Best Practices (Advanced)

1. Workflow Design

Structure Your Code Properly

# ✅ Good: Clear separation of concerns
class DataProcessor:
    async def process(self, data: list[dict]) -> list[dict]:
        cleaned = await self.clean_data(data)
        enriched = await self.enrich_data(cleaned)
        return await self.validate_results(enriched)
    
    async def clean_data(self, data: list[dict]) -> list[dict]:
        """Remove invalid entries and normalize formats."""
        return [item for item in data if self.is_valid_entry(item)]
    
    async def enrich_data(self, data: list[dict]) -> list[dict]:
        """Add additional information from external sources."""
        enriched = []
        async with AsyncCodewordsClient() as client:
            for item in data:
                enriched_item = await self.enrich_single_item(client, item)
                enriched.append(enriched_item)
        return enriched
    
    async def validate_results(self, data: list[dict]) -> list[dict]:
        """Validate final data quality."""
        return [item for item in data if self.meets_quality_threshold(item)]

# ❌ Bad: Everything in one function
@app.post("/")
async def process_everything(request):
    # 200 lines of mixed logic...
    pass

Use Proper Error Handling

import asyncio
import httpx
from fastapi import HTTPException

# ✅ Good: Specific error handling with proper async patterns
async def make_api_call_with_retry(url: str, max_retries: int = 3) -> dict:
    """Make API call with exponential backoff retry."""
    async with httpx.AsyncClient() as client:
        for attempt in range(max_retries):
            try:
                response = await client.get(url, timeout=30.0)
                response.raise_for_status()
                return response.json()
            except httpx.HTTPStatusError as e:
                if e.response.status_code == 429:
                    # Handle rate limiting with exponential backoff
                    delay = 2 ** attempt
                    logger.warning("Rate limited, retrying", attempt=attempt + 1, delay=delay)
                    await asyncio.sleep(delay)
                    continue
                elif e.response.status_code >= 500:
                    # Server error - retry
                    if attempt == max_retries - 1:
                        raise HTTPException(status_code=502, detail="External service unavailable")
                    delay = 2 ** attempt
                    await asyncio.sleep(delay)
                    continue
                else:
                    # Client error - don't retry
                    raise HTTPException(status_code=e.response.status_code, detail="External API error")
            except httpx.TimeoutException:
                if attempt == max_retries - 1:
                    raise HTTPException(status_code=504, detail="Request timeout")
                await asyncio.sleep(2 ** attempt)
                continue
        
        raise HTTPException(status_code=502, detail="Max retries exceeded")
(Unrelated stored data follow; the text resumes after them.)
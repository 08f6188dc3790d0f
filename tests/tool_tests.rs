//! End-to-end tests: JSON-RPC requests through the server into the history

use std::sync::Arc;

use chrono::NaiveDate;
use serde_json::{json, Value};
use tempfile::TempDir;

use config_history::history::{ConfigHistory, HistoryConfig};
use config_history::server::McpServer;
use config_history::tools::register_all_tools;
use config_history::types::Actor;
use config_history::utils::ManualClock;

fn setup_server() -> (TempDir, Arc<ManualClock>, McpServer) {
    let temp_dir = TempDir::new().unwrap();
    let start = NaiveDate::from_ymd_opt(2012, 11, 21)
        .unwrap()
        .and_hms_opt(11, 28, 12)
        .unwrap();
    let clock = Arc::new(ManualClock::new(start));
    let config = HistoryConfig::new(temp_dir.path()).with_max_age_days(Some(30));
    let history = ConfigHistory::with_clock(config, clock.clone()).with_actor(Actor::new("ci", "ci"));
    let mut server = McpServer::new();
    register_all_tools(&mut server, Arc::new(history));
    (temp_dir, clock, server)
}

fn call_tool(server: &McpServer, name: &str, arguments: Value) -> Value {
    let request = json!({
        "jsonrpc": "2.0",
        "id": 1,
        "method": "tools/call",
        "params": { "name": name, "arguments": arguments }
    });
    let response = server.handle_line(&request.to_string()).unwrap().unwrap();
    serde_json::from_str(&response).unwrap()
}

/// Parse the JSON carried in a text content response
fn content_json(response: &Value) -> Value {
    let text = response["result"]["content"][0]["text"].as_str().unwrap();
    serde_json::from_str(text).unwrap()
}

#[test]
fn test_all_tools_registered() {
    let (_dir, _clock, server) = setup_server();
    assert_eq!(server.tool_count(), 11);
}

#[test]
fn test_record_list_and_diff() {
    let (_dir, clock, server) = setup_server();
    let first = call_tool(
        &server,
        "record_change",
        json!({ "name": "Test1", "operation": "created", "content": "a\n" }),
    );
    assert_eq!(content_json(&first)["outcome"], "recorded");

    clock.advance(chrono::Duration::seconds(1));
    call_tool(&server, "record_change", json!({ "name": "Test1", "content": "b\n", "user": "Jane" }));

    let listed = content_json(&call_tool(&server, "list_revisions", json!({ "name": "Test1" })));
    assert_eq!(listed.as_array().unwrap().len(), 2);
    assert_eq!(listed[1]["userId"], "Jane");

    let diff = call_tool(
        &server,
        "diff_revisions",
        json!({
            "name": "Test1",
            "timestamp1": "2012-11-21_11-28-12",
            "timestamp2": "2012-11-21_11-28-13",
            "format": "unified"
        }),
    );
    let text = diff["result"]["content"][0]["text"].as_str().unwrap();
    assert!(text.ends_with("@@ -1,1 +1,1 @@\n-a\n+b\n"));

    let wide = call_tool(
        &server,
        "diff_revisions",
        json!({
            "name": "Test1",
            "timestamp1": "2012-11-21_11-28-12",
            "timestamp2": "2012-11-21_11-28-13",
            "context": u64::MAX,
            "format": "unified"
        }),
    );
    assert_eq!(wide["result"]["content"][0]["text"].as_str(), Some(text));
}

#[test]
fn test_bad_timestamp_reports_kind() {
    let (_dir, _clock, server) = setup_server();
    call_tool(&server, "record_change", json!({ "name": "Test1", "content": "<x/>" }));

    let response = call_tool(
        &server,
        "read_revision",
        json!({ "name": "Test1", "timestamp": "../../etc/passwd" }),
    );
    assert_eq!(response["error"]["data"]["kind"], "invalid_timestamp");

    let response = call_tool(
        &server,
        "read_revision",
        json!({ "name": "Missing", "timestamp": "2012-11-21_11-28-12" }),
    );
    assert_eq!(response["error"]["data"]["kind"], "no_history");
}

#[test]
fn test_delete_entity_and_overview() {
    let (_dir, clock, server) = setup_server();
    call_tool(&server, "record_change", json!({ "name": "Test1", "operation": "created", "content": "<x/>" }));
    clock.advance(chrono::Duration::seconds(1));
    let deleted = call_tool(&server, "delete_entity", json!({ "name": "Test1" }));
    assert_eq!(content_json(&deleted)["outcome"], "recorded");

    let overview = content_json(&call_tool(&server, "list_configs", json!({ "filter": "deleted" })));
    assert_eq!(overview.as_array().unwrap().len(), 1);
    assert_eq!(overview[0]["displayName"], "Test1");
    assert_eq!(overview[0]["operation"], "Deleted");

    let counts = content_json(&call_tool(&server, "revision_counts", json!({})));
    assert_eq!(counts["deletedJobs"], 1);
}

#[test]
fn test_rename_entity_tool() {
    let (_dir, clock, server) = setup_server();
    call_tool(&server, "record_change", json!({ "name": "Foo", "operation": "created", "content": "<x/>" }));
    clock.advance(chrono::Duration::seconds(1));

    let renamed = call_tool(
        &server,
        "rename_entity",
        json!({ "oldName": "Foo", "newName": "Bar", "content": "<x/>" }),
    );
    assert_eq!(content_json(&renamed)["outcome"], "recorded");

    let moved = call_tool(&server, "rename_entity", json!({ "oldName": "Bar", "newName": "folder/Bar" }));
    assert_eq!(content_json(&moved)["outcome"], "relocated");

    let listed = content_json(&call_tool(&server, "list_revisions", json!({ "name": "folder/Bar", "idsOnly": true })));
    assert_eq!(listed.as_array().unwrap().len(), 2);
}

#[test]
fn test_check_xml_and_purge() {
    let (_dir, clock, server) = setup_server();
    let check = content_json(&call_tool(&server, "check_xml", json!({ "content": "<a><b></a>" })));
    assert_eq!(check["wellFormed"], false);

    call_tool(&server, "record_change", json!({ "name": "Old", "content": "<x/>" }));
    clock.advance(chrono::Duration::days(60));
    let check = content_json(&call_tool(
        &server,
        "check_xml",
        json!({ "name": "Old", "timestamp": "2012-11-21_11-28-12" }),
    ));
    assert_eq!(check["wellFormed"], true);

    let report = content_json(&call_tool(&server, "purge_history", json!({})));
    assert_eq!(report["removed"], json!(["2012-11-21_11-28-12"]));
}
# ❌ Bad: Generic exception handling that hides problems
try:
    result = await external_api_call()
except Exception:
    return {"error": "Something went wrong"}  # Masks the real issue
    

Implement Proper Logging

from codewords_client import logger

# ✅ Good: Structured logging with context
async def process_user_batch(users: list[dict], operation: str):
    logger.info("Starting batch processing", 
               batch_size=len(users),
               operation=operation)
    
    for i, user in enumerate(users):
        logger.info("Processing user", 
                   user_id=user.get("id"),
                   progress=f"{i+1}/{len(users)}")
        
        try:
            await process_single_user(user)
            logger.debug("User processed successfully", user_id=user.get("id"))
        except Exception as e:
            logger.error("Failed to process user", 
                        user_id=user.get("id"),
                        error=str(e))

# ❌ Bad: Basic print statements and unstructured logging
print(f"Processing {len(items)} items")
logging.info(f"Processing user {user_id}")  # String formatting loses structure

2. Performance Optimization

Use Concurrency Wisely

import asyncio

# ✅ Good: Controlled concurrency with proper error handling
async def process_items_concurrently(items: list[dict], max_concurrent: int = 5) -> list[dict]:
    """Process items concurrently with controlled rate limiting."""
    semaphore = asyncio.Semaphore(max_concurrent)
    results = []
    
    async def process_single_item(item: dict) -> dict | None:
        async with semaphore:
            try:
                return await expensive_operation(item)
            except Exception as e:
                logger.warning("Failed to process item", 
                             item_id=item.get("id"), 
                             error=str(e))
                return None
    
    # Process items concurrently
    tasks = [process_single_item(item) for item in items]
    raw_results = await asyncio.gather(*tasks, return_exceptions=True)
    
    # Filter out None results and exceptions
    results = [r for r in raw_results if r is not None and not isinstance(r, Exception)]
    
    logger.info("Batch processing completed", 
               total_items=len(items),
               successful=len(results),
               failed=len(items) - len(results))
    
    return results

# ❌ Bad: No concurrency control leads to rate limiting
async def process_items_sequentially(items: list[dict]):
    results = []
    for item in items:
        result = await expensive_operation(item)  # One at a time, very slow
        results.append(result)
    return results
    

Optimize API Calls

# ✅ Good: Batch operations with proper async patterns
async def process_large_dataset(items: list[dict], batch_size: int = 10) -> list[dict]:
    """Process large datasets in optimized batches."""
    all_results = []
    total_batches = (len(items) + batch_size - 1) // batch_size
    
    for i in range(0, len(items), batch_size):
        batch = items[i:i + batch_size]
        batch_number = (i // batch_size) + 1
        
        logger.info("Processing batch", 
                   batch_number=batch_number,
                   total_batches=total_batches,
                   batch_size=len(batch))
        
        batch_results = await process_batch_with_retry(batch)
        all_results.extend(batch_results)
        
        # Add small delay between batches to be respectful to APIs
        if i + batch_size < len(items):
            await asyncio.sleep(0.5)
    
    return all_results

async def process_batch_with_retry(batch: list[dict]) -> list[dict]:
    """Process a batch with retry logic."""
    try:
        async with AsyncCodewordsClient() as client:
            result = await client.run(
                service_id="data_processor",
                inputs={"batch": batch}
            )
            result.raise_for_status()
            return result.json()["processed_items"]
    except Exception as e:
        logger.warning("Batch processing failed, retrying individual items", error=str(e))
        # Fall back to individual processing
        return await process_items_individually(batch)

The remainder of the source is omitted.